=== Begin Enclosure ===

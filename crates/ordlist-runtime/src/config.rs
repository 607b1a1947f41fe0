#![forbid(unsafe_code)]

//! Engine configuration.
//!
//! [`EngineConfig`] carries every tunable of the engine. It can be built in
//! code with `with_*` methods or read from the environment.
//!
//! # Env Var Contract
//!
//! | Variable | Field | Default |
//! |----------|-------|---------|
//! | `ORDLIST_ROW_HEIGHT` | `row_height` | 30 |
//! | `ORDLIST_HEADER_HEIGHT` | `header_height` | 30 |
//! | `ORDLIST_BUFFER_ROWS` | `buffer_rows` | 5 |
//! | `ORDLIST_VIRTUALIZE_THRESHOLD` | `virtualize_threshold` | 100 |
//! | `ORDLIST_DRAG_THRESHOLD` | `drag_threshold_px` | 5 |
//! | `ORDLIST_EDGE_MARGIN` | `edge_margin_px` | 40 |
//! | `ORDLIST_EDGE_MAX_SPEED` | `max_edge_speed` | 12 |
//! | `ORDLIST_SCROLL_DEBOUNCE_MS` | `scroll_debounce` | 16 |
//! | `ORDLIST_SEARCH_DEBOUNCE_MS` | `search_debounce` | 300 |
//!
//! # Invariants
//!
//! - Unset variables keep their defaults.
//! - Unparseable values keep their defaults and are logged at `warn`.
//! - Range checks happen in [`EngineConfig::validate`], not while parsing.

use std::env;
use std::fmt;
use std::str::FromStr;
use std::time::Duration;

use ordlist_view::coalescer::{SCROLL_DEBOUNCE, SEARCH_DEBOUNCE};
use ordlist_view::drag::DragConfig;
use ordlist_view::layout::RowMetrics;
use ordlist_view::virtualized::WindowConfig;

/// Engine tunables.
#[derive(Debug, Clone, PartialEq)]
pub struct EngineConfig {
    /// Item row height in pixels.
    pub row_height: f64,
    /// Group header height in pixels.
    pub header_height: f64,
    /// Rows materialized beyond each viewport edge in virtual mode.
    pub buffer_rows: usize,
    /// Row count above which the flat view virtualizes.
    pub virtualize_threshold: usize,
    /// Pointer travel before a press becomes a drag.
    pub drag_threshold_px: f64,
    /// Auto-scroll band height at the viewport edges.
    pub edge_margin_px: f64,
    /// Auto-scroll speed cap, pixels per tick.
    pub max_edge_speed: u32,
    /// Scroll position coalescing delay.
    pub scroll_debounce: Duration,
    /// Search text coalescing delay.
    pub search_debounce: Duration,
}

impl Default for EngineConfig {
    fn default() -> Self {
        let window = WindowConfig::default();
        let drag = DragConfig::default();
        Self {
            row_height: window.row_height,
            header_height: window.row_height,
            buffer_rows: window.buffer_rows,
            virtualize_threshold: window.threshold,
            drag_threshold_px: drag.threshold_px,
            edge_margin_px: drag.edge_margin_px,
            max_edge_speed: drag.max_edge_speed,
            scroll_debounce: SCROLL_DEBOUNCE,
            search_debounce: SEARCH_DEBOUNCE,
        }
    }
}

/// Invalid configuration values.
#[derive(Debug, Clone, PartialEq)]
pub enum ConfigError {
    /// A pixel size must be finite and strictly positive.
    NonPositive { field: &'static str, value: f64 },
    /// A pixel distance must be finite and not negative.
    Negative { field: &'static str, value: f64 },
}

impl fmt::Display for ConfigError {
    fn fmt(&self, f: &mut fmt::Formatter<'_>) -> fmt::Result {
        match self {
            Self::NonPositive { field, value } => {
                write!(f, "{field} must be a positive number, got {value}")
            }
            Self::Negative { field, value } => {
                write!(f, "{field} must not be negative, got {value}")
            }
        }
    }
}

impl std::error::Error for ConfigError {}

impl EngineConfig {
    #[must_use]
    pub fn with_row_height(mut self, px: f64) -> Self {
        self.row_height = px;
        self
    }

    #[must_use]
    pub fn with_header_height(mut self, px: f64) -> Self {
        self.header_height = px;
        self
    }

    #[must_use]
    pub fn with_buffer_rows(mut self, rows: usize) -> Self {
        self.buffer_rows = rows;
        self
    }

    #[must_use]
    pub fn with_virtualize_threshold(mut self, rows: usize) -> Self {
        self.virtualize_threshold = rows;
        self
    }

    #[must_use]
    pub fn with_drag_threshold(mut self, px: f64) -> Self {
        self.drag_threshold_px = px;
        self
    }

    #[must_use]
    pub fn with_edge_scroll(mut self, margin_px: f64, max_speed: u32) -> Self {
        self.edge_margin_px = margin_px;
        self.max_edge_speed = max_speed;
        self
    }

    #[must_use]
    pub fn with_debounce(mut self, scroll: Duration, search: Duration) -> Self {
        self.scroll_debounce = scroll;
        self.search_debounce = search;
        self
    }

    /// Read `ORDLIST_*` variables over the defaults.
    #[must_use]
    pub fn from_env() -> Self {
        Self::from_lookup(|key| env::var(key).ok())
    }

    /// Like [`EngineConfig::from_env`], with an explicit variable source.
    #[must_use]
    pub fn from_lookup(lookup: impl Fn(&str) -> Option<String>) -> Self {
        let mut config = Self::default();
        read_var(&lookup, "ORDLIST_ROW_HEIGHT", &mut config.row_height);
        read_var(&lookup, "ORDLIST_HEADER_HEIGHT", &mut config.header_height);
        read_var(&lookup, "ORDLIST_BUFFER_ROWS", &mut config.buffer_rows);
        read_var(&lookup, "ORDLIST_VIRTUALIZE_THRESHOLD", &mut config.virtualize_threshold);
        read_var(&lookup, "ORDLIST_DRAG_THRESHOLD", &mut config.drag_threshold_px);
        read_var(&lookup, "ORDLIST_EDGE_MARGIN", &mut config.edge_margin_px);
        read_var(&lookup, "ORDLIST_EDGE_MAX_SPEED", &mut config.max_edge_speed);

        let mut scroll_ms = duration_ms(config.scroll_debounce);
        read_var(&lookup, "ORDLIST_SCROLL_DEBOUNCE_MS", &mut scroll_ms);
        config.scroll_debounce = Duration::from_millis(scroll_ms);
        let mut search_ms = duration_ms(config.search_debounce);
        read_var(&lookup, "ORDLIST_SEARCH_DEBOUNCE_MS", &mut search_ms);
        config.search_debounce = Duration::from_millis(search_ms);
        config
    }

    /// Check value ranges.
    ///
    /// # Errors
    ///
    /// Returns the first field that is out of range.
    pub fn validate(&self) -> Result<(), ConfigError> {
        positive("row_height", self.row_height)?;
        positive("header_height", self.header_height)?;
        non_negative("drag_threshold_px", self.drag_threshold_px)?;
        non_negative("edge_margin_px", self.edge_margin_px)?;
        Ok(())
    }

    #[must_use]
    pub fn window(&self) -> WindowConfig {
        WindowConfig::default()
            .with_row_height(self.row_height)
            .with_buffer_rows(self.buffer_rows)
            .with_threshold(self.virtualize_threshold)
    }

    #[must_use]
    pub fn drag(&self) -> DragConfig {
        DragConfig::default()
            .with_threshold(self.drag_threshold_px)
            .with_edge_margin(self.edge_margin_px)
            .with_max_edge_speed(self.max_edge_speed)
    }

    #[must_use]
    pub fn metrics(&self) -> RowMetrics {
        RowMetrics {
            row_height: self.row_height,
            header_height: self.header_height,
        }
    }
}

fn read_var<T: FromStr>(lookup: &impl Fn(&str) -> Option<String>, key: &str, slot: &mut T) {
    let Some(raw) = lookup(key) else {
        return;
    };
    match raw.trim().parse() {
        Ok(value) => *slot = value,
        Err(_) => tracing::warn!(key, value = %raw, "ignoring unparseable config value"),
    }
}

fn duration_ms(d: Duration) -> u64 {
    u64::try_from(d.as_millis()).unwrap_or(u64::MAX)
}

fn positive(field: &'static str, value: f64) -> Result<(), ConfigError> {
    if value.is_finite() && value > 0.0 {
        Ok(())
    } else {
        Err(ConfigError::NonPositive { field, value })
    }
}

fn non_negative(field: &'static str, value: f64) -> Result<(), ConfigError> {
    if value.is_finite() && value >= 0.0 {
        Ok(())
    } else {
        Err(ConfigError::Negative { field, value })
    }
}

=== End Enclosure ===

> **Aim of the exercise**
Where the string "keep" turns up in a line of the data above, copy that whole line.

> **Solution to this problem**
//! - Unset variables keep their defaults.
//! - Unparseable values keep their defaults and are logged at `warn`.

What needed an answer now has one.